# fontsites & 1 spezieller



## CoMaSoUl (7. Februar 2002)

kennt jemand eine seite mit vielen schönen/stylischen (und vorallem abwechslungsreichen) fonts?

ich habe mal den cocacola-logo font gefunden der jedes wort in dem style schreibt...wenn den einer hat...bittebittebittebitte melden


----------



## Avariel (8. Februar 2002)

Im Photoshop-Forum, ein Thread von evo.
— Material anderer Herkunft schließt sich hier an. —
impl<P: TrngPort> Trng<P> {
    pub fn new(port: P, version: IpVersion) -> Self {
        Trng {
            port,
            version,
            status: Status::Uninitialized,
            cfg: None,
            stats: Stats::default(),
            df: DerivationFunction::new(),
            staged: Staged::new(),
        }
    }

    pub fn status(&self) -> Status {
        self.status
    }

    pub fn stats(&self) -> Stats {
        self.stats
    }

    pub fn version(&self) -> IpVersion {
        self.version
    }

    pub fn port(&self) -> &P {
        &self.port
    }

    /// Direct device access for bring-up and tests.
    pub fn port_mut(&mut self) -> &mut P {
        &mut self.port
    }

    /// True when no staged secret material remains in driver memory.
    pub fn secrets_wiped(&self) -> bool {
        self.cfg.is_none()
            && self.staged.entropy.iter().all(|&b| b == 0)
            && self.staged.seed.iter().all(|&b| b == 0)
    }

    pub(crate) fn mark_error(&mut self) {
        self.status = Status::Error;
    }

    /// Pulse the soft reset, then the hard reset line.
    fn reset(&mut self) {
        soft_reset(&mut self.port);
        self.port.write_reg(regs::RESET, 1);
        self.port.delay_us(regs::RESET_DELAY_US);
        self.port.write_reg(regs::RESET, 0);
    }

    /// Validate and adopt `cfg`, reset the core, and seed it (except in
    /// PTRNG, which is seedless). Leaves the instance HEALTHY on
    /// success, ERROR on any hardware fault.
    pub fn instantiate(&mut self, cfg: &Config) -> Result<(), RngError> {
        match self.status {
            Status::Uninitialized | Status::Error => (),
            Status::Catastrophic => return Err(RngError::Catastrophic),
            Status::Healthy => return Err(RngError::BadState),
        }
        cfg.validate(self.version)?;

        self.cfg = Some(cfg.clone());
        self.stats = Stats::default();
        self.reset();

        if self.version == IpVersion::V2 && cfg.mode != Mode::Drng {
            regs::update_reg(
                &mut self.port,
                regs::CTRL_2,
                ctrl2::DIT_MASK | ctrl2::RCT_MASK,
                DEFAULT_DIT | (DEFAULT_RCT_CUTOFF << ctrl2::RCT_SHIFT),
            );
            regs::update_reg(
                &mut self.port,
                regs::CTRL_3,
                ctrl3::APT_MASK,
                DEFAULT_APT_CUTOFF << ctrl3::APT_SHIFT,
            );
        }

        if cfg.mode != Mode::Ptrng {
            let seed = cfg.init_seed.clone();
            self.reseed_internal(
                seed.as_ref().map(|s| s.as_slice()),
                cfg.dfmul,
            )?;
        }

        self.status = Status::Healthy;
        log::debug!("trng instantiated ({:?})", cfg.mode);
        Ok(())
    }

    /// Explicit reseed from HEALTHY: DRNG with a fresh caller seed, HRNG
    /// from its own entropy source.
    pub fn reseed(
        &mut self,
        seed: Option<&[u8]>,
        dfmul: u32,
    ) -> Result<(), RngError> {
        match self.status {
            Status::Healthy => (),
            Status::Catastrophic => return Err(RngError::Catastrophic),
            _ => return Err(RngError::BadState),
        }
        let cfg = self.cfg.as_ref().ok_or(RngError::BadState)?;
        match (cfg.mode, seed) {
            (Mode::Drng, Some(s)) => {
                if let Some(init) = &cfg.init_seed {
                    if init.as_slice() == s {
                        return Err(RngError::SeedReuse);
                    }
                }
            }
            (Mode::Hrng, None) => (),
            _ => return Err(RngError::BadArg),
        }
        self.reseed_internal(seed, dfmul)
    }

    fn reseed_internal(
        &mut self,
        seed: Option<&[u8]>,
        dfmul: u32,
    ) -> Result<(), RngError> {
        let r = self.try_reseed(seed, dfmul);
        if let Err(e) = r {
            self.apply_fault(e);
        }
        r
    }

    fn try_reseed(
        &mut self,
        seed: Option<&[u8]>,
        dfmul: u32,
    ) -> Result<(), RngError> {
        let cfg = self.cfg.as_ref().ok_or(RngError::BadState)?;
        let mode = cfg.mode;
        let df_disable = cfg.df_disable;

        match (df_disable, dfmul) {
            (true, 0) => (),
            (false, m) if (DFMUL_MIN..=DFMUL_MAX).contains(&m) => (),
            _ => return Err(RngError::BadArg),
        }

        self.stats = Stats::default();
        let seed_len = self.version.seed_len(df_disable, dfmul);

        match (self.version, df_disable) {
            (IpVersion::V2, _) => {
                self.reseed_v2(mode, seed, dfmul, seed_len)?
            }
            (IpVersion::V1, true) => self.reseed_v1_raw(mode, seed)?,
            (IpVersion::V1, false) => {
                self.reseed_v1_df(mode, seed, seed_len)?
            }
        }

        if self.version == IpVersion::V1 {
            // PRNGMODE clear selects the reseed operation.
            self.port.write_reg(regs::CTRL, ctrl::PRNGXS);
            regs::update_reg(
                &mut self.port,
                regs::CTRL,
                ctrl::PRNGSTART,
                ctrl::PRNGSTART,
            );
        }

        let st = regs::wait_for_event(
            &mut self.port,
            regs::STATUS,
            status::DONE,
            status::DONE,
            regs::RESEED_TIMEOUT_US,
        )?;
        if st & status::CERTF != 0 {
            log::warn!("entropy certification failure after reseed");
            return Err(RngError::EntropyHealth);
        }
        regs::update_reg(&mut self.port, regs::CTRL, ctrl::PRNGSTART, 0);
        Ok(())
    }

    /// V1 with the DF bypassed: 48 raw bytes straight into the seed
    /// bank.
    fn reseed_v1_raw(
        &mut self,
        mode: Mode,
        seed: Option<&[u8]>,
    ) -> Result<(), RngError> {
        match mode {
            Mode::Hrng => {
                gather_entropy(
                    &mut self.port,
                    &mut self.staged.entropy[..SEED_LEN],
                    &mut self.staged.last_burst,
                )?;
                check_seed_pattern(&self.staged.entropy[..SEED_LEN])?;
                self.staged
                    .seed
                    .copy_from_slice(&self.staged.entropy[..SEED_LEN]);
            }
            Mode::Drng => {
                let s = seed.ok_or(RngError::BadArg)?;
                if s.len() != SEED_LEN {
                    return Err(RngError::BadArg);
                }
                check_seed_pattern(s)?;
                self.staged.seed.copy_from_slice(s);
            }
            Mode::Ptrng => return Err(RngError::BadState),
        }
        regs::load_words(
            &mut self.port,
            regs::EXT_SEED,
            Some(&self.staged.seed),
        );
        let pstr = self.cfg.as_ref().and_then(|c| c.pstr);
        if let Some(p) = pstr {
            regs::load_words(&mut self.port, regs::PER_STRING, Some(&p));
        }
        Ok(())
    }

    /// V1 with the DF: distill `seed_len` bytes of caller seed or
    /// collected entropy into a 48-byte seed, then load it in parallel.
    fn reseed_v1_df(
        &mut self,
        mode: Mode,
        seed: Option<&[u8]>,
        seed_len: usize,
    ) -> Result<(), RngError> {
        match mode {
            Mode::Hrng => {
                gather_entropy(
                    &mut self.port,
                    &mut self.staged.entropy[..seed_len],
                    &mut self.staged.last_burst,
                )?;
            }
            Mode::Drng => {
                let s = seed.ok_or(RngError::BadArg)?;
                if s.len() != seed_len {
                    return Err(RngError::BadArg);
                }
                self.staged.entropy[..seed_len].copy_from_slice(s);
            }
            Mode::Ptrng => return Err(RngError::BadState),
        }
        check_seed_pattern(&self.staged.entropy[..seed_len])?;

        let pstr = self.cfg.as_ref().and_then(|c| c.pstr);
        self.df.derive(
            &self.staged.entropy[..seed_len],
            pstr.as_ref(),
            DfOutput::Seed,
            &mut self.staged.seed,
        )?;
        regs::load_words(
            &mut self.port,
            regs::EXT_SEED,
            Some(&self.staged.seed),
        );
        Ok(())
    }

    /// V2: the seed bypasses the software DF. DRNG clocks it in bit by
    /// bit over CTRL_4; HRNG seeds itself from the oscillators.
    fn reseed_v2(
        &mut self,
        mode: Mode,
        seed: Option<&[u8]>,
        dfmul: u32,
        seed_len: usize,
    ) -> Result<(), RngError> {
        if mode == Mode::Drng {
            let s = seed.ok_or(RngError::BadArg)?;
            if s.len() != seed_len {
                return Err(RngError::BadArg);
            }
            check_seed_pattern(s)?;
        }

        regs::update_reg(&mut self.port, regs::CTRL_3, ctrl3::DLEN_MASK, dfmul);

        let mut base = match mode {
            Mode::Drng => ctrl::TSTMODE | ctrl::TRSSEN,
            // PRNGMODE stays clear: this is a reseed.
            Mode::Hrng => ctrl::TRSSEN | ctrl::PRNGXS,
            Mode::Ptrng => return Err(RngError::BadState),
        };

        let pstr = self.cfg.as_ref().and_then(|c| c.pstr);
        match &pstr {
            Some(p) => {
                regs::load_words(&mut self.port, regs::PER_STRING, Some(p));
            }
            None => base |= ctrl::PERSODISABLE,
        }

        if mode == Mode::Hrng {
            self.port.write_reg(regs::OSC_EN, 1);
        }

        // The order below is load-bearing on silicon: mode bits first,
        // PRNGSTART in a second write, and only then the serial stream.
        self.port.write_reg(regs::CTRL, base);
        regs::update_reg(
            &mut self.port,
            regs::CTRL,
            ctrl::PRNGSTART,
            ctrl::PRNGSTART,
        );

        if mode == Mode::Drng {
            // Checked above.
            let s = seed.ok_or(RngError::BadArg)?;
            regs::load_serial(&mut self.port, s)?;
        }
        Ok(())
    }

    /// Fill `buf` with DRBG or entropy output. `predict` requests a
    /// prediction-resistance reseed first, where the mode permits one.
    pub fn generate(
        &mut self,
        buf: &mut [u8],
        predict: bool,
    ) -> Result<(), RngError> {
        let r = self.try_generate(buf, predict);
        if let Err(e) = r {
            self.apply_fault(e);
        }
        r
    }

    fn try_generate(
        &mut self,
        buf: &mut [u8],
        predict: bool,
    ) -> Result<(), RngError> {
        match self.status {
            Status::Healthy => (),
            // Sticky; do not touch the device again.
            Status::Catastrophic => return Err(RngError::Catastrophic),
            _ => return Err(RngError::BadState),
        }

        if buf.len() < SECURITY_STRENGTH || buf.len() % BURST_LEN != 0 {
            return Err(RngError::BadArg);
        }

        let cfg = self.cfg.as_ref().ok_or(RngError::BadState)?;
        let mode = cfg.mode;
        let seed_life = cfg.seed_life;
        let dfmul = cfg.dfmul;
        let df_en = !cfg.df_disable;
        let predict_en = cfg.predict_en;

        if predict && !predict_en {
            return Err(RngError::BadArg);
        }
        if mode == Mode::Ptrng && df_en && buf.len() != SECURITY_STRENGTH {
            // The conditioned path emits exactly one 32-byte block.
            return Err(RngError::BadArg);
        }

        match mode {
            Mode::Hrng => {
                if self.stats.elapsed_seed_life >= seed_life
                    || (predict && self.stats.elapsed_seed_life > 0)
                {
                    self.reseed_internal(None, dfmul)?;
                }
                self.port
                    .write_reg(regs::CTRL, ctrl::PRNGMODE | ctrl::PRNGXS);
            }
            Mode::Drng => {
                if self.stats.elapsed_seed_life > seed_life {
                    return Err(RngError::SeedExpired);
                }
                if predict && self.stats.elapsed_seed_life > 0 {
                    // DRNG cannot self-reseed; the caller must.
                    return Err(RngError::SeedExpired);
                }
                self.port
                    .write_reg(regs::CTRL, ctrl::PRNGMODE | ctrl::PRNGXS);
            }
            Mode::Ptrng => {
                self.port.write_reg(regs::OSC_EN, 1);
                soft_reset(&mut self.port);
                self.port
                    .write_reg(regs::CTRL, ctrl::EUMODE | ctrl::TRSSEN);
            }
        }

        if mode == Mode::Ptrng && df_en {
            let elen = (dfmul as usize + 1) * BURST_LEN;
            collect_random(
                &mut self.port,
                &mut self.staged.entropy[..elen],
                &mut self.staged.last_burst,
                false,
            )?;
            self.df.derive(
                &self.staged.entropy[..elen],
                None,
                DfOutput::Rand,
                buf,
            )?;
        } else {
            collect_random(
                &mut self.port,
                buf,
                &mut self.staged.last_burst,
                mode != Mode::Ptrng,
            )?;
        }

        let len = buf.len() as u64;
        self.stats.bytes_since_reseed += len;
        self.stats.bytes_total += len;
        self.stats.elapsed_seed_life += 1;
        Ok(())
    }

    /// Scrub the device and the instance: zero both register banks, hold
    /// the core in reset, and wipe every staged secret.
    pub fn release(&mut self) {
        regs::zero_words(&mut self.port, regs::EXT_SEED, regs::SEED_WORDS);
        regs::zero_words(&mut self.port, regs::PER_STRING, regs::SEED_WORDS);
        self.port.write_reg(regs::RESET, 1);

        self.staged.zeroize();
        self.df.zeroize();
        self.cfg = None;
        self.stats = Stats::default();
        self.status = Status::Uninitialized;
        log::debug!("trng released");
    }

    fn apply_fault(&mut self, e: RngError) {
        if self.status == Status::Catastrophic {
            return;
        }
        if let Some(s) = fault_class(e) {
            log::warn!("trng fault {:?} -> {:?}", e, s);
            self.status = s;
        }
    }
}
Betreff: [Suche]Font

Aber weil du´s bist verweise ich mal nicht auf die Suchfunktion 

www.fontz.de 
www.fontasy.de 

und noch einer von mir:
www.acidfonts.com 

Den Coca Cola - Font hab ich entweder bei Fontz oder bei Fontasy gesehen...sorry, genauer kann ich´s nicht sagen.

cya
Avariel


----------



## stiffy (8. Februar 2002)

dafont.com

is zwar französisch aber imho die geileste page für fonts 

//edit da gibts auch die cola font


----------



## SirNeo (15. Februar 2002)

Ich finde die Fonts auf Designerinaction.de ziemlich gut. Sind zwar nicht viele, finde aber von der Qualität her ziemlich gut.


----------